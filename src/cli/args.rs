use std::path::PathBuf;

use clap::{Parser, Subcommand};
use rift::DEFAULT_CHANNEL;

#[derive(Debug, Parser)]
#[command(
    name = "rift",
    version,
    about = "Run allow-listed security tools and stream answers from a local LLM"
)]
pub struct Cli {
    /// Configuration file to use instead of <workspace>/rift.toml
    #[arg(long, global = true, value_name = "FILE")]
    pub config: Option<PathBuf>,

    /// Workspace directory whose rift.toml is loaded
    #[arg(long, global = true, value_name = "DIR")]
    pub workspace: Option<PathBuf>,

    /// Override a configuration key, e.g. `-c inference.model=llama3`
    #[arg(short = 'c', long = "set", global = true, value_name = "KEY=VALUE", value_parser = parse_key_value)]
    pub overrides: Vec<(String, String)>,

    #[command(subcommand)]
    pub command: Commands,
}

#[derive(Debug, Subcommand)]
pub enum Commands {
    /// List allowed tools and whether they are installed
    Tools {
        #[arg(long)]
        json: bool,
    },

    /// Run an allowed tool and follow its output until it exits
    Run {
        /// Status poll interval in milliseconds
        #[arg(long, default_value_t = 250, value_parser = clap::value_parser!(u64).range(10..))]
        poll_ms: u64,

        /// Print the final execution record as JSON
        #[arg(long)]
        json: bool,

        tool: String,

        /// Arguments passed to the tool (split on whitespace, no shell)
        #[arg(trailing_var_arg = true, allow_hyphen_values = true)]
        args: Vec<String>,
    },

    /// Stream a completion from the local model
    Ask {
        /// Session channel; a new ask on the same channel replaces the old one
        #[arg(long, default_value = DEFAULT_CHANNEL)]
        channel: String,

        #[arg(required = true, num_args = 1..)]
        prompt: Vec<String>,
    },

    /// Show backend availability and installed models
    Models {
        #[arg(long)]
        json: bool,
    },
}

fn parse_key_value(raw: &str) -> Result<(String, String), String> {
    let (key, value) = raw
        .split_once('=')
        .ok_or_else(|| format!("expected KEY=VALUE, got `{raw}`"))?;
    let key = key.trim();
    if key.is_empty() {
        return Err(format!("missing key in `{raw}`"));
    }
    Ok((key.to_string(), value.trim().to_string()))
}

#[cfg(test)]
mod tests {
    use super::*;
    use clap::CommandFactory;

    #[test]
    fn cli_definition_is_consistent() {
        Cli::command().debug_assert();
    }

    #[test]
    fn run_keeps_hyphenated_tool_args() {
        let cli = Cli::try_parse_from(["rift", "run", "--poll-ms", "50", "nmap", "-sV", "-p", "22", "host"])
            .expect("valid args");
        match cli.command {
            Commands::Run {
                tool,
                args,
                poll_ms,
                json,
            } => {
                assert_eq!(tool, "nmap");
                assert_eq!(args, vec!["-sV", "-p", "22", "host"]);
                assert_eq!(poll_ms, 50);
                assert!(!json);
            }
            other => panic!("unexpected command: {other:?}"),
        }
    }

    #[test]
    fn global_overrides_parse_key_value_pairs() {
        let cli = Cli::try_parse_from([
            "rift",
            "ask",
            "-c",
            "inference.model=llama3",
            "what",
            "now",
        ])
        .expect("valid args");
        assert_eq!(
            cli.overrides,
            vec![("inference.model".to_string(), "llama3".to_string())]
        );
        match cli.command {
            Commands::Ask { channel, prompt } => {
                assert_eq!(channel, DEFAULT_CHANNEL);
                assert_eq!(prompt, vec!["what", "now"]);
            }
            other => panic!("unexpected command: {other:?}"),
        }
    }

    #[test]
    fn malformed_override_is_rejected() {
        assert!(Cli::try_parse_from(["rift", "-c", "novalue", "tools"]).is_err());
        assert!(Cli::try_parse_from(["rift", "-c", "=x", "tools"]).is_err());
    }
}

### TO DO
Scan the data above for the word "host". Copy every line in which it is found.

### WRITTEN RESPONSE
        let cli = Cli::try_parse_from(["rift", "run", "--poll-ms", "50", "nmap", "-sV", "-p", "22", "host"])
                assert_eq!(args, vec!["-sV", "-p", "22", "host"]);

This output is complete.